If you — as most people do — walk around with a smartphone, you are likely generating a trail of digital breadcrumbs in the form of geolocation data. For many apps, geolocation data is critical for function (think of navigating Google Maps or calling a Lyft ride), but for many others it is merely a matter of mining data and selling it to information brokers. This information can reveal sensitive movements, activities and interactions. If mapped out in patterns, it can open a window into the most intimate details of your life. 

Because of this, the Supreme Court ruled in 2018 that the government needs a warrant before it can obtain cell phone location records. But a serious loophole to this rule has emerged, and is being exploited.

Last year, U.S. Special Operations Command sparked international outrage when it was revealed that they had purchased geolocation data from Muslim prayer time and dating apps used around the world, including by large numbers of U.S. citizens. The most popular of those apps, Muslim Pro, was used by more than 98 million users on its own. However geolocation isn’t just being used for military operations, but rather to track crimes as mundane as tax evasion. The FBI, U.S. Customs and Border Protection (CBP), and Immigration and Customs Enforcement (ICE) all use this tactic as well. 
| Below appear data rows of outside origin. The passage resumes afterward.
http_errors! {
    bad_request => BAD_REQUEST, "BadRequestHttpError";
    unauthorized => UNAUTHORIZED, "UnauthorizedHttpError";
    payment_required => PAYMENT_REQUIRED, "PaymentRequiredHttpError";
    forbidden => FORBIDDEN, "ForbiddenHttpError";
    not_found => NOT_FOUND, "NotFoundHttpError";
    method_not_allowed => METHOD_NOT_ALLOWED, "MethodNotAllowedHttpError";
    not_acceptable => NOT_ACCEPTABLE, "NotAcceptableHttpError";
    proxy_authentication_required => PROXY_AUTHENTICATION_REQUIRED, "ProxyAuthenticationRequiredHttpError";
    request_timeout => REQUEST_TIMEOUT, "RequestTimeoutHttpError";
    conflict => CONFLICT, "ConflictHttpError";
    gone => GONE, "GoneHttpError";
    length_required => LENGTH_REQUIRED, "LengthRequiredHttpError";
    precondition_failed => PRECONDITION_FAILED, "PreconditionFailedHttpError";
    payload_too_large => PAYLOAD_TOO_LARGE, "PayloadTooLargeHttpError";
    uri_too_long => URI_TOO_LONG, "UriTooLongHttpError";
    unsupported_media_type => UNSUPPORTED_MEDIA_TYPE, "UnsupportedMediaTypeHttpError";
    range_not_satisfiable => RANGE_NOT_SATISFIABLE, "RangeNotSatisfiableHttpError";
    expectation_failed => EXPECTATION_FAILED, "ExpectationFailedHttpError";
    im_a_teapot => IM_A_TEAPOT, "ImATeapotHttpError";
    misdirected_request => MISDIRECTED_REQUEST, "MisdirectedRequestHttpError";
    unprocessable_entity => UNPROCESSABLE_ENTITY, "UnprocessableEntityHttpError";
    locked => LOCKED, "LockedHttpError";
    failed_dependency => FAILED_DEPENDENCY, "FailedDependencyHttpError";
    upgrade_required => UPGRADE_REQUIRED, "UpgradeRequiredHttpError";
    precondition_required => PRECONDITION_REQUIRED, "PreconditionRequiredHttpError";
    too_many_requests => TOO_MANY_REQUESTS, "TooManyRequestsHttpError";
    request_header_fields_too_large => REQUEST_HEADER_FIELDS_TOO_LARGE, "RequestHeaderFieldsTooLargeHttpError";
    unavailable_for_legal_reasons => UNAVAILABLE_FOR_LEGAL_REASONS, "UnavailableForLegalReasonsHttpError";
    internal_server_error => INTERNAL_SERVER_ERROR, "InternalServerErrorHttpError";
    not_implemented => NOT_IMPLEMENTED, "NotImplementedHttpError";
    bad_gateway => BAD_GATEWAY, "BadGatewayHttpError";
    service_unavailable => SERVICE_UNAVAILABLE, "ServiceUnavailableHttpError";
    gateway_timeout => GATEWAY_TIMEOUT, "GatewayTimeoutHttpError";
    http_version_not_supported => HTTP_VERSION_NOT_SUPPORTED, "HttpVersionNotSupportedHttpError";
    variant_also_negotiates => VARIANT_ALSO_NEGOTIATES, "VariantAlsoNegotiatesHttpError";
    insufficient_storage => INSUFFICIENT_STORAGE, "InsufficientStorageHttpError";
    loop_detected => LOOP_DETECTED, "LoopDetectedHttpError";
    not_extended => NOT_EXTENDED, "NotExtendedHttpError";
    network_authentication_required => NETWORK_AUTHENTICATION_REQUIRED, "NetworkAuthenticationRequiredHttpError";
}

/// A schema rejected a value.
///
/// Only lives between a schema call and the validation call site, which turns it
/// into an [`HttpError`] via [`ValidationError::into_http_error`].
#[derive(Debug, Clone)]
pub struct ValidationError {
    pub input: Value,
    pub issues: Vec<Issue>,
}

impl ValidationError {
    #[must_use]
    pub fn new(input: Value, issues: Vec<Issue>) -> Self {
        Self { input, issues }
    }

    /// Wrap into an HTTP error carrying `{issues, input}` as additional info.
    #[must_use]
    pub fn into_http_error(self, error: HttpError) -> HttpError {
        let issues = serde_json::to_value(&self.issues).unwrap_or(Value::Array(Vec::new()));
        error.with_info("issues", issues).with_info("input", self.input)
    }
}

impl fmt::Display for ValidationError {
    fn fmt(&self, f: &mut fmt::Formatter<'_>) -> fmt::Result {
        write!(f, "validation failed with {} issue(s)", self.issues.len())?;
        if let Some(first) = self.issues.first() {
            write!(f, ": {first}")?;
        }
        Ok(())
    }
}

impl std::error::Error for ValidationError {}

/// A failure that is not an [`Error`](std::error::Error) at all, i.e. a panic.
#[derive(Debug)]
pub struct UnknownError {
    detail: String,
}
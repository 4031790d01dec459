//! # Server Module
//!
//! Binds a built [`Dispatcher`](crate::dispatcher::Dispatcher) to a TCP port with
//! hyper 1. Connections are served by `hyper-util`'s auto builder (HTTP/1.1 and
//! HTTP/2); request bodies are buffered with `http-body-util` before dispatch, up to
//! a configurable limit.
//!
//! ```rust,no_run
//! use hookline::app::App;
//! use hookline::server::HttpServer;
//!
//! # async fn run() -> anyhow::Result<()> {
//! let dispatcher = App::new().build()?;
//! let handle = HttpServer::new(dispatcher).start("127.0.0.1:8080").await?;
//! handle.wait_ready().await?;
//! handle.shutdown_on_ctrl_c().await?;
//! # Ok(())
//! # }
//! ```

pub mod http_server;
pub mod service;

pub use http_server::{HttpServer, ServerHandle, DEFAULT_MAX_BODY_BYTES};
pub use service::DispatchService;
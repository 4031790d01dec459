//! Access logging.

use std::time::{SystemTime, UNIX_EPOCH};
use tracing::{debug, field, info};

use crate::app::App;
use crate::hooks::HookOutcome;

/// Context key holding the request start, in milliseconds since the Unix epoch.
pub const REQUEST_STARTED_AT_KEY: &str = "request_started_at";

/// Build the request logger plugin.
///
/// Emits one `info!` line per completed request with `method`, `path`, `route`,
/// `status`, `duration_ms` and `request_id`, after the response has been sent.
/// A failed request also carries its `error`; the failure itself is logged once, by the
/// dispatcher.
#[must_use]
pub fn request_logger() -> App {
    App::new()
        .on_global_request(|ctx| {
            let started_at = SystemTime::now()
                .duration_since(UNIX_EPOCH)
                .map(|d| d.as_millis() as u64)
                .unwrap_or_default();
            debug!(
                request_id = %ctx.request_id(),
                method = %ctx.method(),
                path = %ctx.path(),
                "Request started"
            );
            Box::pin(async move { Ok(HookOutcome::patch(REQUEST_STARTED_AT_KEY, started_at)) })
        })
        .on_global_after_response(|ctx| {
            info!(
                request_id = %ctx.request_id(),
                method = %ctx.method(),
                path = %ctx.path(),
                route = ctx.route.as_deref().unwrap_or("-"),
                status = ctx.set.status.as_u16(),
                duration_ms = ctx.elapsed().as_millis() as u64,
                error = ctx.error.as_ref().map(field::display),
                "Request completed"
            );
            Box::pin(async { Ok(()) })
        })
        .export()
}

#[cfg(test)]
mod tests {
    use super::*;
    use crate::hooks::Stage;

    #[test]
    fn test_registers_only_global_hooks() {
        let app = request_logger();
        assert!(app.is_exported());
        assert_eq!(app.hooks().len(Stage::GlobalRequest), 1);
        assert_eq!(app.hooks().len(Stage::GlobalError), 0);
        assert_eq!(app.hooks().len(Stage::GlobalAfterResponse), 1);
        assert_eq!(app.hooks().len(Stage::Transform), 0);
    }
}
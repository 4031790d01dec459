//! # Serialization Codec
//!
//! Converts between wire bytes and the values handlers work with.
//!
//! | Direction | Value | Wire |
//! |-----------|-------|------|
//! | out | [`Reply::Empty`], `null` | no body |
//! | out | string, number, bool | UTF-8 text, `text/plain` |
//! | out | object, array | JSON, `application/json` |
//! | out | [`Reply::Blob`] | raw bytes, the blob's own type |
//! | out | [`FormData`], [`FilePart`], `Vec<FilePart>` | multipart, generated boundary |
//! | in | `application/json` | [`RequestBody::Json`] |
//! | in | `application/x-www-form-urlencoded`, `multipart/form-data` | [`RequestBody::Form`] |
//! | in | `text/*` | [`RequestBody::Text`] |
//! | in | `application/octet-stream` | [`RequestBody::Bytes`] |
//! | in | anything else | 415 Unsupported Media Type |

pub mod multipart;
pub mod request;
pub mod response;

pub use multipart::{FilePart, FormData, FormValue};
pub use request::{deserialize_body, header_record, parse_query, RequestBody};
pub use response::{serialize_reply, Reply, Serialized, StatusResult, APPLICATION_JSON, TEXT_PLAIN};
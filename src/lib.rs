//! # hookline
//!
//! **hookline** is a request routing and dispatch library built around a fixed request
//! lifecycle. Applications declare routes with optional schemas, attach hooks to seven
//! lifecycle stages, and compose into each other. A built application is a single
//! async dispatch function: `Request<Bytes>` in, `Response<Bytes>` out.
//!
//! ## Architecture
//!
//! - **[`app`]** - Application builder: routes, hooks, composition, decoration, mounting
//! - **[`dispatcher`]** - The per-request pipeline produced by [`App::build`]
//! - **[`hooks`]** - Lifecycle stages, hook scopes and the hook registry
//! - **[`router`]** - Radix tree path matching with `:param` and `**` wildcard segments
//! - **[`codec`]** - Request body decoding and response serialization
//! - **[`schema`]** - Schema adapters, route definitions and JSON Schema support
//! - **[`validator`]** - Input and output validation on top of a schema adapter
//! - **[`errors`]** - HTTP error taxonomy and the JSON error body
//! - **[`context`]** - The mutable per-request context handed to hooks and handlers
//! - **[`server`]** - hyper listener serving a dispatcher
//! - **[`plugins`]** - Reusable sub-applications (CORS, request logging)
//! - **[`logging`]** - `tracing_subscriber` initialization
//! - **[`runtime_config`]** - Environment driven runtime settings
//! - **`testing`** - In-process test client (`testing` feature)
//!
//! ## Request Lifecycle
//!
//! ```mermaid
//! sequenceDiagram
//!     participant Client
//!     participant D as Dispatcher
//!     participant R as Router
//!     participant H as Handler
//!
//!     Client->>D: Request
//!     D->>D: on_global_request
//!     D->>R: match method + path
//!     R-->>D: route + params
//!     D->>D: decode body, on_transform
//!     D->>D: validate body/params/query/headers
//!     D->>D: on_before_handle
//!     D->>H: handler(ctx)
//!     H-->>D: Reply
//!     D->>D: on_after_handle, validate output, on_map_response
//!     D-->>Client: Response
//!     D->>D: on_global_after_response (deferred)
//! ```
//!
//! Any failure jumps to `on_global_error`, which may replace the JSON error body.
//!
//! ## Quick Start
//!
//! ```rust,no_run
//! use hookline::{App, HttpError, Reply};
//! use serde_json::json;
//!
//! #[tokio::main]
//! async fn main() -> anyhow::Result<()> {
//!     let users = App::with_prefix("/users")
//!         .get("/:id", |ctx| {
//!             Box::pin(async move {
//!                 let id = ctx.param_str("id").unwrap_or_default().to_string();
//!                 if id == "0" {
//!                     return Err(HttpError::not_found().into());
//!                 }
//!                 Ok(Reply::from(json!({ "id": id })))
//!             })
//!         });
//!
//!     App::with_prefix("/api")
//!         .get("/health", |_ctx| Box::pin(async { Ok(Reply::from(json!({"status": "ok"}))) }))
//!         .use_app(&users)
//!         .listen("127.0.0.1:8080")
//!         .await
//! }
//! ```
//!
//! ## Composition
//!
//! [`App::use_app`] copies a child's routes under the parent's prefix. Global hooks always
//! travel with them; local hooks only when the child is [exported](App::export). Hooks
//! keep their identity, so a plugin used twice still runs once per request.
//!
//! ## Configuration
//!
//! | Variable | Default | Meaning |
//! |----------|---------|---------|
//! | `HOOKLINE_ENV` | unset | `production` hides error stacks |
//! | `HOOKLINE_STRICT_ROUTES` | `false` | duplicate routes fail [`App::build`] |
//! | `HOOKLINE_ORIGIN` | `http://localhost` | origin for requests with a relative URI |
//! | `HOOKLINE_LOG_*` | see [`logging`] | subscriber setup for binaries |

pub mod app;
pub mod codec;
pub mod context;
pub mod dispatcher;
pub mod errors;
pub mod hooks;
pub mod ids;
pub mod logging;
pub mod plugins;
pub mod router;
pub mod runtime_config;
pub mod schema;
pub mod server;
#[cfg(any(test, feature = "testing"))]
pub mod testing;
pub mod validator;

pub use app::{App, AppOptions, BuildError, RouteInfo};
pub use codec::{FormData, Reply, RequestBody};
pub use context::RequestContext;
pub use dispatcher::Dispatcher;
pub use errors::{ErrorBody, HttpError, UnknownError, ValidationError};
pub use hooks::{BoxFuture, HookOutcome, HookScope, Stage};
pub use runtime_config::RuntimeConfig;
pub use schema::{JsonSchema, JsonSchemaAdapter, RouteDef, Schema, SchemaAdapter};
pub use server::{HttpServer, ServerHandle};
//! # Runtime Configuration Module
//!
//! Environment-driven settings that change how a built application behaves.
//!
//! ## Environment Variables
//!
//! ### `HOOKLINE_ENV`
//!
//! Runtime mode. `production` hides stack traces in error bodies; any other value
//! (or none) exposes them.
//!
//! ### `HOOKLINE_STRICT_ROUTES`
//!
//! `true` or `1` makes a duplicate `(method, path)` registration fail the build
//! instead of overwriting the earlier route with a warning.
//!
//! Default: off
//!
//! ### `HOOKLINE_ORIGIN`
//!
//! Origin used to compute the absolute request URL when the request URI is relative.
//!
//! Default: `http://localhost`
//!
//! ## Usage
//!
//! ```rust
//! use hookline::runtime_config::RuntimeConfig;
//!
//! let config = RuntimeConfig::from_env();
//! println!("Stack traces exposed: {}", config.expose_stack());
//! ```
//!
//! ## Example Configuration
//!
//! ```bash
//! export HOOKLINE_ENV=production
//! export HOOKLINE_STRICT_ROUTES=true
//! export HOOKLINE_ORIGIN=https://api.example.com
//!
//! cargo run --bin hookline-demo
//! ```

use std::env;

pub const DEFAULT_ORIGIN: &str = "http://localhost";

/// Runtime configuration loaded from environment variables.
///
/// Load this at startup using [`RuntimeConfig::from_env()`], or build one directly
/// and hand it to [`AppOptions`](crate::app::AppOptions).
#[derive(Debug, Clone, PartialEq, Eq)]
pub struct RuntimeConfig {
    /// Production mode hides stack traces (default: false)
    pub production: bool,
    /// Reject duplicate route registrations (default: false)
    pub strict_routes: bool,
    /// Origin for URL computation (default: `http://localhost`)
    pub origin: String,
}

impl Default for RuntimeConfig {
    fn default() -> Self {
        Self {
            production: false,
            strict_routes: false,
            origin: DEFAULT_ORIGIN.to_string(),
        }
    }
}

impl RuntimeConfig {
    /// Load configuration from environment variables.
    pub fn from_env() -> Self {
        let production = env::var("HOOKLINE_ENV")
            .map(|v| v.trim().eq_ignore_ascii_case("production"))
            .unwrap_or(false);
        let strict_routes = env::var("HOOKLINE_STRICT_ROUTES")
            .map(|v| parse_flag(&v))
            .unwrap_or(false);
        let origin = env::var("HOOKLINE_ORIGIN")
            .ok()
            .map(|v| v.trim().trim_end_matches('/').to_string())
            .filter(|v| !v.is_empty())
            .unwrap_or_else(|| DEFAULT_ORIGIN.to_string());
        RuntimeConfig {
            production,
            strict_routes,
            origin,
        }
    }

    /// Whether error bodies carry a `stack`.
    #[inline]
    #[must_use]
    pub fn expose_stack(&self) -> bool {
        !self.production
    }

    #[must_use]
    pub fn production(mut self, production: bool) -> Self {
        self.production = production;
        self
    }

    #[must_use]
    pub fn strict_routes(mut self, strict: bool) -> Self {
        self.strict_routes = strict;
        self
    }

    #[must_use]
    pub fn origin(mut self, origin: impl Into<String>) -> Self {
        self.origin = origin.into();
        self
    }
}

fn parse_flag(value: &str) -> bool {
    matches!(
        value.trim().to_ascii_lowercase().as_str(),
        "1" | "true" | "yes" | "on"
    )
}

#[cfg(test)]
mod tests {
    use super::*;

    #[test]
    fn defaults_expose_stack() {
        let config = RuntimeConfig::default();
        assert!(config.expose_stack());
        assert!(!config.strict_routes);
        assert_eq!(config.origin, DEFAULT_ORIGIN);
    }

    #[test]
    fn builders_override() {
        let config = RuntimeConfig::default()
            .production(true)
            .strict_routes(true)
            .origin("https://api.example.com");
        assert!(!config.expose_stack());
        assert!(config.strict_routes);
        assert_eq!(config.origin, "https://api.example.com");
    }

    #[test]
    fn flag_parsing() {
        assert!(parse_flag("TRUE"));
        assert!(parse_flag(" 1 "));
        assert!(!parse_flag("0"));
        assert!(!parse_flag("nope"));
    }
}
//! Validation call sites.
//!
//! These are the only places a [`ValidationError`] exists: a rejected input becomes a
//! 400 and a rejected output becomes a 422 before anything else sees it.
//!
//! Path params, query params and headers arrive as strings. Before they reach a
//! schema they are coerced using the property types of the schema's JSON Schema
//! description, so `/users/42` validates against `{"id": {"type": "integer"}}`.

use crate::errors::{HttpError, ValidationError, INPUT_VALIDATION_FAILED, OUTPUT_VALIDATION_FAILED};
use crate::schema::{Schema, SchemaAdapter};
use http::StatusCode;
use serde_json::{Map, Value};

/// Validate request input. Rejection is a 400 "Input validation failed".
pub fn validate_input(schema: &dyn Schema, input: Value) -> Result<Value, HttpError> {
    schema.validate(&input).map_err(|issues| {
        let rejection =
            HttpError::rejection(StatusCode::BAD_REQUEST).with_message(INPUT_VALIDATION_FAILED);
        ValidationError::new(input, issues).into_http_error(rejection)
    })
}

/// Validate a response value. Rejection is a 422 "Output validation failed".
pub fn validate_output(schema: &dyn Schema, output: Value) -> Result<Value, HttpError> {
    schema.validate(&output).map_err(|issues| {
        let rejection = HttpError::rejection(StatusCode::UNPROCESSABLE_ENTITY)
            .with_message(OUTPUT_VALIDATION_FAILED);
        ValidationError::new(output, issues).into_http_error(rejection)
    })
}

/// Coerce a string-valued record by `schema`'s property types, then validate it.
pub fn validate_record(
    adapter: &dyn SchemaAdapter,
    schema: &dyn Schema,
    raw: &Map<String, Value>,
) -> Result<Value, HttpError> {
    let json_schema = adapter.to_json_schema(schema);
    validate_input(schema, coerce_record(raw, &json_schema))
}

/// Apply [`decode_param_value`] to each entry whose property schema is known.
#[must_use]
pub fn coerce_record(raw: &Map<String, Value>, json_schema: &Value) -> Value {
    let properties = json_schema.get("properties");
    let coerced = raw
        .iter()
        .map(|(name, value)| {
            let prop = properties.and_then(|p| p.get(name));
            let value = match value {
                Value::String(s) => decode_param_value(s, prop),
                Value::Array(items) => {
                    let item_schema = prop.and_then(|p| p.get("items"));
                    Value::Array(
                        items
                            .iter()
                            .map(|item| match item {
                                Value::String(s) => decode_param_value(s, item_schema),
                                other => other.clone(),
                            })
                            .collect(),
                    )
                }
                other => other.clone(),
            };
            (name.clone(), value)
        })
        .collect();
    Value::Object(coerced)
}

/// Convert one raw parameter string according to its property schema.
///
/// Arrays are comma separated; objects are parsed as JSON. Values that do not parse
/// are left as strings so the schema reports them.
#[must_use]
pub fn decode_param_value(value: &str, schema: Option<&Value>) -> Value {
    fn convert_primitive(val: &str, schema: Option<&Value>) -> Value {
        match schema.and_then(|s| s.get("type")).and_then(Value::as_str) {
            Some("integer") => val
                .parse::<i64>()
                .map(Value::from)
                .unwrap_or_else(|_| Value::String(val.to_string())),
            Some("number") => val
                .parse::<f64>()
                .map(Value::from)
                .unwrap_or_else(|_| Value::String(val.to_string())),
            Some("boolean") => val
                .parse::<bool>()
                .map(Value::from)
                .unwrap_or_else(|_| Value::String(val.to_string())),
            _ => Value::String(val.to_string()),
        }
    }

    match schema.and_then(|s| s.get("type")).and_then(Value::as_str) {
        Some("array") => {
            let items_schema = schema.and_then(|s| s.get("items"));
            Value::Array(
                value
                    .split(',')
                    .filter(|s| !s.is_empty())
                    .map(|p| convert_primitive(p.trim(), items_schema))
                    .collect(),
            )
        }
        Some("object") => serde_json::from_str(value).unwrap_or(Value::String(value.to_string())),
        _ => convert_primitive(value, schema),
    }
}

#[cfg(test)]
mod tests {
    use super::*;
    use crate::schema::{JsonSchema, JsonSchemaAdapter};
    use serde_json::json;

    #[test]
    fn decodes_primitives_by_type() {
        assert_eq!(decode_param_value("42", Some(&json!({"type": "integer"}))), json!(42));
        assert_eq!(decode_param_value("1.5", Some(&json!({"type": "number"}))), json!(1.5));
        assert_eq!(decode_param_value("true", Some(&json!({"type": "boolean"}))), json!(true));
        assert_eq!(decode_param_value("abc", Some(&json!({"type": "integer"}))), json!("abc"));
        assert_eq!(decode_param_value("abc", None), json!("abc"));
    }

    #[test]
    fn decodes_arrays_and_objects() {
        let arr = json!({"type": "array", "items": {"type": "integer"}});
        assert_eq!(decode_param_value("1,2,3", Some(&arr)), json!([1, 2, 3]));
        let obj = json!({"type": "object"});
        assert_eq!(decode_param_value(r#"{"a":1}"#, Some(&obj)), json!({"a": 1}));
    }

    #[test]
    fn record_is_coerced_before_validation() {
        let schema = JsonSchema::new(json!({
            "type": "object",
            "properties": { "id": { "type": "integer" } },
            "required": ["id"]
        }))
        .unwrap();
        let mut raw = Map::new();
        raw.insert("id".into(), json!("42"));
        let validated = validate_record(&JsonSchemaAdapter, &schema, &raw).unwrap();
        assert_eq!(validated, json!({"id": 42}));

        raw.insert("id".into(), json!("forty-two"));
        let err = validate_record(&JsonSchemaAdapter, &schema, &raw).unwrap_err();
        assert_eq!(err.status().as_u16(), 400);
        assert_eq!(err.message(), INPUT_VALIDATION_FAILED);
    }

    #[test]
    fn output_rejection_is_422() {
        let schema = JsonSchema::new(json!({"type": "string"})).unwrap();
        let err = validate_output(&schema, json!(5)).unwrap_err();
        assert_eq!(err.status().as_u16(), 422);
        assert_eq!(err.additional_info()["input"], json!(5));
    }
}
// ============================================================================
// This code is part of Rusty-BSuitor.
// ----------------------------------------------------------------------------
// MIT License
//
// Copyright (c) 2023-present Javad Abdi, Mark C. Jeffrey
//
// Permission is hereby granted, free of charge, to any person obtaining a copy
// of this software and associated documentation files (the "Software"), to deal
// in the Software without restriction, including without limitation the rights
// to use, copy, modify, merge, publish, distribute, sublicense, and/or sell
// copies of the Software, and to permit persons to whom the Software is
// furnished to do so, subject to the following conditions:
//
// The above copyright notice and this permission notice shall be included in all
// copies or substantial portions of the Software.
//
// THE SOFTWARE IS PROVIDED "AS IS", WITHOUT WARRANTY OF ANY KIND, EXPRESS OR
// IMPLIED, INCLUDING BUT NOT LIMITED TO THE WARRANTIES OF MERCHANTABILITY,
// FITNESS FOR A PARTICULAR PURPOSE AND NONINFRINGEMENT. IN NO EVENT SHALL THE
// AUTHORS OR COPYRIGHT HOLDERS BE LIABLE FOR ANY CLAIM, DAMAGES OR OTHER
// LIABILITY, WHETHER IN AN ACTION OF CONTRACT, TORT OR OTHERWISE, ARISING FROM,
// OUT OF OR IN CONNECTION WITH THE SOFTWARE OR THE USE OR OTHER DEALINGS IN THE
// SOFTWARE.
// ============================================================================

use clap::Parser;

use bsuitor::DefInt;
use bsuitor::common::graph::WghAdjGraph;
use bsuitor::common::graph_io::read_wgh_adj_graph_from_file;
use bsuitor::common::io::read_file_to_vec_seq;
use bsuitor::suitor::serial_bs;

#[derive(Parser, Debug)]
#[clap(version, about, long_about = None)]
struct Args {
    /// bs results filename (one total per sweep)
    #[clap(value_parser, required=true)]
    rfname: String,

    /// the input graph's filename
    #[clap(value_parser, required=true)]
    ifname: String,
}

fn uniform(sweep: usize, _ext: DefInt) -> DefInt {
    sweep as DefInt
}

pub fn check(g: &WghAdjGraph, totals: &[u64]) -> bool {
    if totals.is_empty() {
        println!("bs_check: empty result file");
        return false;
    }

    for i in 1..totals.len() {
        if totals[i] < totals[i - 1] {
            println!("bs_check: total decreased at sweep {i}");
            return false;
        }
    }

    let expected = serial_bs::b_suitor(g, totals.len() - 1, uniform);
    for (i, (&t, &e)) in totals.iter().zip(expected.iter()).enumerate() {
        if t != e {
            println!("bs_check: sweep {i}: got {t}, expected {e}");
            return false;
        }
    }
    true
}

fn main() {
    let args = Args::parse();
    let g = read_wgh_adj_graph_from_file(&args.ifname);
    let r: Vec<u64> = read_file_to_vec_seq(&args.rfname);
    if check(&g, &r) { println!("OK"); }
    else { println!("ERR"); std::process::exit(1); }
}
Law enforcement agencies engaged in this practice are abusing a loophole to dodge the Supreme Court’s warrant rule. If police wanted to search someone’s apartment, they couldn’t skip getting a warrant by handing the landlord a wad of cash and asking for the keys. But that’s essentially what the government currently does with data brokers, using your tax dollars as a shortcut for access to the exact set of private information the law requires a warrant to seize. 

Unfortunately a dangerous trend has developed in how law enforcement exploits the fast sprint of technology to override the slow pace of court rulings and protections. When the Supreme Court ruled in 2012 (after six years of litigation) that police couldn’t track suspects by attaching GPS devices to cars without warrants, law enforcement moved onto demanding cell phone location records from phone companies. It took another six years to get the Supreme Court to require a warrant for this practice, so now the government has moved onto its new system of buying location records from data brokers.

We cannot afford to endlessly play whack-a-mole while individuals’ rights are infringed upon, and private activities and associations are stockpiled by the government. Congress needs to step in and establish strong safeguards that will prevent warrantless location tracking.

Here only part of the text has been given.